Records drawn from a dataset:
*** Block opens ***

//! Fixed-tempo fallback generator.

use rand::Rng;

use super::NoteEvent;
use super::analysis::{INTRO_SKIP, KEEP_PROBABILITY, OUTRO_MARGIN};
use crate::game::LANE_COUNT;

pub const FALLBACK_BPM: f64 = 120.0;

/// One note per step in a random lane, from [`INTRO_SKIP`] until
/// [`OUTRO_MARGIN`] before the end.
///
/// Steps are a full beat with probability [`KEEP_PROBABILITY`] and half a
/// beat otherwise.
pub fn fixed_tempo_notes<R: Rng + ?Sized>(track_length: f64, rng: &mut R) -> Vec<NoteEvent> {
    let beat_interval = 60.0 / FALLBACK_BPM;
    let mut notes = Vec::new();
    let mut time = INTRO_SKIP;

    while time < track_length - OUTRO_MARGIN {
        let lane = rng.random_range(0..LANE_COUNT);
        notes.push(NoteEvent::new(lane, time));
        if rng.random_bool(KEEP_PROBABILITY) {
            time += beat_interval;
        } else {
            time += beat_interval / 2.0;
        }
    }

    notes
}

#[cfg(test)]
mod tests {
    use super::*;
    use rand::SeedableRng;
    use rand::rngs::StdRng;

    #[test]
    fn test_bounds() {
        let mut rng = StdRng::seed_from_u64(5);
        let notes = fixed_tempo_notes(30.0, &mut rng);
        assert_eq!(notes[0].time, 2.0);
        assert!(notes.iter().all(|n| n.time < 29.0));
        assert!(notes.iter().all(|n| n.lane < LANE_COUNT));
    }

    #[test]
    fn test_steps_are_beats_or_half_beats() {
        let mut rng = StdRng::seed_from_u64(11);
        let notes = fixed_tempo_notes(120.0, &mut rng);
        let mut full = 0;
        let mut half = 0;
        for pair in notes.windows(2) {
            let step = pair[1].time - pair[0].time;
            if (step - 0.5).abs() < 1e-9 {
                full += 1;
            } else if (step - 0.25).abs() < 1e-9 {
                half += 1;
            } else {
                panic!("unexpected step {}", step);
            }
        }
        assert!(full > half);
    }

    #[test]
    fn test_non_empty_above_three_seconds() {
        for seed in 0..20 {
            let mut rng = StdRng::seed_from_u64(seed);
            assert!(!fixed_tempo_notes(3.01, &mut rng).is_empty());
        }
        let mut rng = StdRng::seed_from_u64(0);
        assert!(fixed_tempo_notes(3.0, &mut rng).is_empty());
    }

    #[test]
    fn test_deterministic_for_seed() {
        let a = fixed_tempo_notes(60.0, &mut StdRng::seed_from_u64(8));
        let b = fixed_tempo_notes(60.0, &mut StdRng::seed_from_u64(8));
        assert_eq!(a, b);
    }
}
//! Note timeline for one session.
//!
//! - **Note**: lane + target time with a one-shot hit flag
//! - **Playfield**: maps `target time - elapsed` to a vertical coordinate
//! - **Timeline**: the session's notes, sorted by time, plus the miss sweep

mod note;
mod playfield;

pub use note::Note;
pub use playfield::Playfield;

use tracing::debug;

use crate::beatmap::NoteEvent;
use crate::game::{BAD_WINDOW, JudgmentTier};

#[derive(Debug, Clone, Default)]
pub struct Timeline {
    notes: Vec<Note>,
    /// Every note before this index is resolved
    sweep_cursor: usize,
}

impl Timeline {
    /// Build a timeline from beatmap events.
    ///
    /// Notes are stably sorted by time so simultaneous notes keep beatmap order.
    pub fn new<I>(events: I) -> Self
    where
        I: IntoIterator<Item = NoteEvent>,
    {
        let mut notes: Vec<Note> = events
            .into_iter()
            .map(|event| Note::new(event.lane, event.time))
            .collect();
        notes.sort_by(|a, b| a.time.total_cmp(&b.time));
        Self {
            notes,
            sweep_cursor: 0,
        }
    }

    pub fn notes(&self) -> &[Note] {
        &self.notes
    }

    pub fn note(&self, index: usize) -> Option<&Note> {
        self.notes.get(index)
    }

    pub fn len(&self) -> usize {
        self.notes.len()
    }

    pub fn is_empty(&self) -> bool {
        self.notes.is_empty()
    }

    pub fn unresolved(&self) -> impl Iterator<Item = (usize, &Note)> {
        self.notes
            .iter()
            .enumerate()
            .filter(|(_, note)| !note.is_hit())
    }

    pub fn resolved_count(&self) -> usize {
        self.notes.iter().filter(|note| note.is_hit()).count()
    }

    /// Closest unresolved note in `lane`, as `(index, distance)`.
    ///
    /// Equal distances keep the first note in scan order.
    pub fn nearest_unresolved(&self, lane: usize, elapsed: f64) -> Option<(usize, f64)> {
        let mut best: Option<(usize, f64)> = None;
        for (index, note) in self.unresolved() {
            if note.lane != lane {
                continue;
            }
            let distance = note.distance(elapsed);
            match best {
                Some((_, best_distance)) if distance >= best_distance => {}
                _ => best = Some((index, distance)),
            }
        }
        best
    }

    /// Resolve a note with the given tier. Returns `false` if it was already hit
    /// or the index is out of range.
    pub(crate) fn resolve(&mut self, index: usize, tier: JudgmentTier) -> bool {
        self.notes
            .get_mut(index)
            .is_some_and(|note| note.resolve(tier))
    }

    /// Mark every overdue note as Miss.
    ///
    /// A note is overdue once `time < elapsed - BAD_WINDOW`. Returns the
    /// indices swept by this call; notes already resolved are never reported.
    pub fn sweep_misses(&mut self, elapsed: f64) -> Vec<usize> {
        let threshold = elapsed - BAD_WINDOW;
        let mut swept = Vec::new();

        for index in self.sweep_cursor..self.notes.len() {
            let note = &mut self.notes[index];
            if note.time >= threshold {
                break;
            }
            if note.resolve(JudgmentTier::Miss) {
                debug!("Missed note {} (lane {}, {:.3}s)", index, note.lane, note.time);
                swept.push(index);
            }
        }

        while self
            .notes
            .get(self.sweep_cursor)
            .is_some_and(|note| note.is_hit())
        {
            self.sweep_cursor += 1;
        }

        swept
    }
}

*** Block closes ***

The entries above hold the needed span. Transcribe exactly the lines from the one with "let step = pair[1].time" to the one with "one-shot hit flag", both included.

            let step = pair[1].time - pair[0].time;
            if (step - 0.5).abs() < 1e-9 {
                full += 1;
            } else if (step - 0.25).abs() < 1e-9 {
                half += 1;
            } else {
                panic!("unexpected step {}", step);
            }
        }
        assert!(full > half);
    }

    #[test]
    fn test_non_empty_above_three_seconds() {
        for seed in 0..20 {
            let mut rng = StdRng::seed_from_u64(seed);
            assert!(!fixed_tempo_notes(3.01, &mut rng).is_empty());
        }
        let mut rng = StdRng::seed_from_u64(0);
        assert!(fixed_tempo_notes(3.0, &mut rng).is_empty());
    }

    #[test]
    fn test_deterministic_for_seed() {
        let a = fixed_tempo_notes(60.0, &mut StdRng::seed_from_u64(8));
        let b = fixed_tempo_notes(60.0, &mut StdRng::seed_from_u64(8));
        assert_eq!(a, b);
    }
}
//! Note timeline for one session.
//!
//! - **Note**: lane + target time with a one-shot hit flag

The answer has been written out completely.